RSV Respiratory syncytial virus




The chief cause of hospitalization for respiratory tract illness in young children.

It affects everyone by three years of age, and repeatedly infects people every few years throughout life.

The most common cause of lower respiratory tract infection in infants.

RSV is a leading cause of death in infants younger than six months of age, particularly in low and middle income countries.

Most common cause of brochiolitis and pneumonia in children aged <1 year worldwide.

Severe RSV associated lower respiratory tract illness peaks in the first 2 to 3 months of life, despite the presence of naturally acquired maternal antibodies.

Among children younger than five years of age, it is associated with approximately 33 million cases of lower respiratory tract illness, 3.6 million hospital admissions, and more than 100,000 deaths each year.

More than 95% of cases of RSV associated acute lower respiratory tract infection, and RSV attributed deaths occur in low to middle income countries.

Infants younger than six months of age, or at the greatest risk for RSV, associated illness and death, and more than 95% of RSV associated deaths occur in low and middle income countries.

Infants and young children, who were born prematurely, or who have certain underlying medical conditions, have an increased risk of life-threatening RSV disease.

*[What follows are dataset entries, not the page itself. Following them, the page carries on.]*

//! Client configuration.
//!
//! `ClientConfig` is a plain value with public fields. Nothing validates on
//! construction; [`ClientConfig::validate`] reports every problem at once and
//! the client refuses to start while the list is non-empty.

use std::{fmt, time::Duration};

use thiserror::Error;

use crate::stream::ReconnectPolicy;

/// Interval between polling ticks.
pub const DEFAULT_POLLING_INTERVAL: Duration = Duration::from_secs(2);

/// Base delay before the first event-stream reconnect.
pub const DEFAULT_SSE_RECONNECT_INTERVAL: Duration = Duration::from_secs(5);

/// Upper bound for the exponential reconnect delay.
pub const DEFAULT_SSE_MAX_RECONNECT_DELAY: Duration = Duration::from_secs(60);

/// Consecutive failed connection attempts that mark the event stream failed.
pub const DEFAULT_SSE_MAX_RECONNECT_ATTEMPTS: u32 = 10;

/// How long `wait_for_*` operations wait when no timeout is given.
pub const DEFAULT_WAIT_TIMEOUT: Duration = Duration::from_secs(30);

/// Per-request HTTP timeout.
pub const DEFAULT_REQUEST_TIMEOUT: Duration = Duration::from_secs(30);

/// How new emails are discovered.
#[derive(Debug, Clone, Copy, PartialEq, Eq, Hash, Default)]
pub enum StrategyKind {
    /// Server-sent events over one shared stream
    Sse,
    /// Periodic sync checks
    Polling,
    /// Event stream, falling back to polling once it fails
    #[default]
    Auto,
}

impl fmt::Display for StrategyKind {
    fn fmt(&self, f: &mut fmt::Formatter<'_>) -> fmt::Result {
        f.write_str(match self {
            Self::Sse => "sse",
            Self::Polling => "polling",
            Self::Auto => "auto",
        })
    }
}

/// Client configuration.
#[derive(Clone, PartialEq, Eq)]
pub struct ClientConfig {
    /// Service root, e.g. `https://sandbox.example.com`
    pub base_url: String,
    /// Value of the `X-API-Key` header
    pub api_key: String,
    /// Delivery strategy
    pub strategy: StrategyKind,
    /// Polling tick interval
    pub polling_interval: Duration,
    /// Base reconnect delay
    pub sse_reconnect_interval: Duration,
    /// Reconnect delay cap
    pub sse_max_reconnect_delay: Duration,
    /// Consecutive failed connection attempts that fail the stream
    pub sse_max_reconnect_attempts: u32,
    /// Default for `wait_for_*` timeouts
    pub default_wait_timeout: Duration,
    /// Per-request HTTP timeout
    pub request_timeout: Duration,
}

impl Default for ClientConfig {
    fn default() -> Self {
        Self {
            base_url: String::new(),
            api_key: String::new(),
            strategy: StrategyKind::default(),
            polling_interval: DEFAULT_POLLING_INTERVAL,
            sse_reconnect_interval: DEFAULT_SSE_RECONNECT_INTERVAL,
            sse_max_reconnect_delay: DEFAULT_SSE_MAX_RECONNECT_DELAY,
            sse_max_reconnect_attempts: DEFAULT_SSE_MAX_RECONNECT_ATTEMPTS,
            default_wait_timeout: DEFAULT_WAIT_TIMEOUT,
            request_timeout: DEFAULT_REQUEST_TIMEOUT,
        }
    }
}

impl fmt::Debug for ClientConfig {
    fn fmt(&self, f: &mut fmt::Formatter<'_>) -> fmt::Result {
        f.debug_struct("ClientConfig")
            .field("base_url", &self.base_url)
            .field("api_key", &"[REDACTED]")
            .field("strategy", &self.strategy)
            .field("polling_interval", &self.polling_interval)
            .field("sse_reconnect_interval", &self.sse_reconnect_interval)
            .field("sse_max_reconnect_delay", &self.sse_max_reconnect_delay)
            .field("sse_max_reconnect_attempts", &self.sse_max_reconnect_attempts)
            .field("default_wait_timeout", &self.default_wait_timeout)
            .field("request_timeout", &self.request_timeout)
            .finish()
    }
}

/// One problem found by [`ClientConfig::validate`].
#[derive(Error, Debug, Clone, PartialEq, Eq)]
pub enum ConfigViolation {
    /// `base_url` is empty
    #[error("base_url is required")]
    MissingBaseUrl,

    /// `base_url` is not an http(s) URL
    #[error("base_url must start with http:// or https://, got {0:?}")]
    InvalidBaseUrl(String),

    /// `api_key` is empty
    #[error("api_key is required")]
    MissingApiKey,

    /// A duration that must be positive is zero
    #[error("{field} must be greater than zero")]
    ZeroDuration {
        /// Offending field
        field: &'static str,
    },

    /// `sse_max_reconnect_attempts` is zero
    #[error("sse_max_reconnect_attempts must be at least 1")]
    ZeroReconnectAttempts,

    /// Delay cap is below the base delay
    #[error("sse_max_reconnect_delay ({max:?}) is shorter than sse_reconnect_interval ({base:?})")]
    MaxDelayBelowInterval {
        /// Base delay
        base: Duration,
        /// Cap
        max: Duration,
    },
}

impl ClientConfig {
    /// Default configuration for a service and key.
    pub fn new(base_url: impl Into<String>, api_key: impl Into<String>) -> Self {
        Self { base_url: base_url.into(), api_key: api_key.into(), ..Self::default() }
    }

    /// Every violation, in field order. Empty means valid.
    pub fn validate(&self) -> Vec<ConfigViolation> {
        let mut violations = Vec::new();

        let base_url = self.base_url.trim();
        if base_url.is_empty() {
            violations.push(ConfigViolation::MissingBaseUrl);
        } else if !(base_url.starts_with("http://") || base_url.starts_with("https://")) {
            violations.push(ConfigViolation::InvalidBaseUrl(self.base_url.clone()));
        }

        if self.api_key.trim().is_empty() {
            violations.push(ConfigViolation::MissingApiKey);
        }

        for (field, value) in [
            ("polling_interval", self.polling_interval),
            ("sse_reconnect_interval", self.sse_reconnect_interval),
            ("sse_max_reconnect_delay", self.sse_max_reconnect_delay),
            ("default_wait_timeout", self.default_wait_timeout),
            ("request_timeout", self.request_timeout),
        ] {
            if value.is_zero() {
                violations.push(ConfigViolation::ZeroDuration { field });
            }
        }

        if self.sse_max_reconnect_attempts == 0 {
            violations.push(ConfigViolation::ZeroReconnectAttempts);
        }

        if self.sse_max_reconnect_delay < self.sse_reconnect_interval {
            violations.push(ConfigViolation::MaxDelayBelowInterval {
                base: self.sse_reconnect_interval,
                max: self.sse_max_reconnect_delay,
            });
        }

        violations
    }

    /// Reconnect policy for the event stream.
    pub fn reconnect_policy(&self) -> ReconnectPolicy {
        ReconnectPolicy {
            interval: self.sse_reconnect_interval,
            max_delay: self.sse_max_reconnect_delay,
            max_attempts: self.sse_max_reconnect_attempts,
        }
    }
}

#[cfg(test)]
mod tests {
    use super::*;

    #[test]
    fn defaults() {
        let config = ClientConfig::default();
        assert_eq!(config.strategy, StrategyKind::Auto);
        assert_eq!(config.polling_interval, Duration::from_secs(2));
        assert_eq!(config.sse_reconnect_interval, Duration::from_secs(5));
        assert_eq!(config.sse_max_reconnect_delay, Duration::from_secs(60));
        assert_eq!(config.sse_max_reconnect_attempts, 10);
        assert_eq!(config.default_wait_timeout, Duration::from_secs(30));
    }

    #[test]
    fn valid_config_has_no_violations() {
        let config = ClientConfig::new("https://sandbox.test", "key");
        assert_eq!(config.validate(), vec![]);
    }

    #[test]
    fn reports_every_violation() {
        let config = ClientConfig {
            polling_interval: Duration::ZERO,
            sse_max_reconnect_attempts: 0,
            sse_max_reconnect_delay: Duration::from_secs(1),
            ..ClientConfig::default()
        };

        assert_eq!(config.validate(), vec![
            ConfigViolation::MissingBaseUrl,
            ConfigViolation::MissingApiKey,
            ConfigViolation::ZeroDuration { field: "polling_interval" },
            ConfigViolation::ZeroReconnectAttempts,
            ConfigViolation::MaxDelayBelowInterval {
                base: Duration::from_secs(5),
                max: Duration::from_secs(1),
            },
        ]);
    }

    #[test]
    fn rejects_non_http_url() {
        let config = ClientConfig::new("ftp://sandbox.test", "key");
        assert_eq!(config.validate(), vec![ConfigViolation::InvalidBaseUrl(
            "ftp://sandbox.test".to_string()
        )]);
    }

    #[test]
    fn debug_redacts_api_key() {
        let debug = format!("{:?}", ClientConfig::new("https://sandbox.test", "sk-secret"));
        assert!(!debug.contains("sk-secret"));
    }
}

Most infants and young children hospitalized with RSV are previously healthy.

RSV typically spreads during winter epidemics in temperate climates, and during rainy seasons in tropical climate regions.

RSV spreads through airborne route when someone coughs or sneezes, or by their direct contact through the nose, mouth, or eyes after a person touches an infected surface.

People with RSV can spread the virus for up to two days before they feel sick and may be contagious for 3 to 8 days after they develop RSV symptoms.

Most infections result in mild or no disease, but as many as 2 to 3% of infants were hospitalized with RSV during their first year of life, which makes RSV a leading cause of hospitalization in children, younger than five years of age.

Estimated 75,000-125,000 hospitalizations of infants annually in the US.

It is an important cause of illness and death in older adults.

Approximately 60,000 to 160,000 RSV associated hospitalizations, and 6000 to 10,000 RSV associated deaths occur each year in older adults in the US.

In most adults with RSV there a mild cold-like symptoms of cough, runny nose, fever that typically last less than five days.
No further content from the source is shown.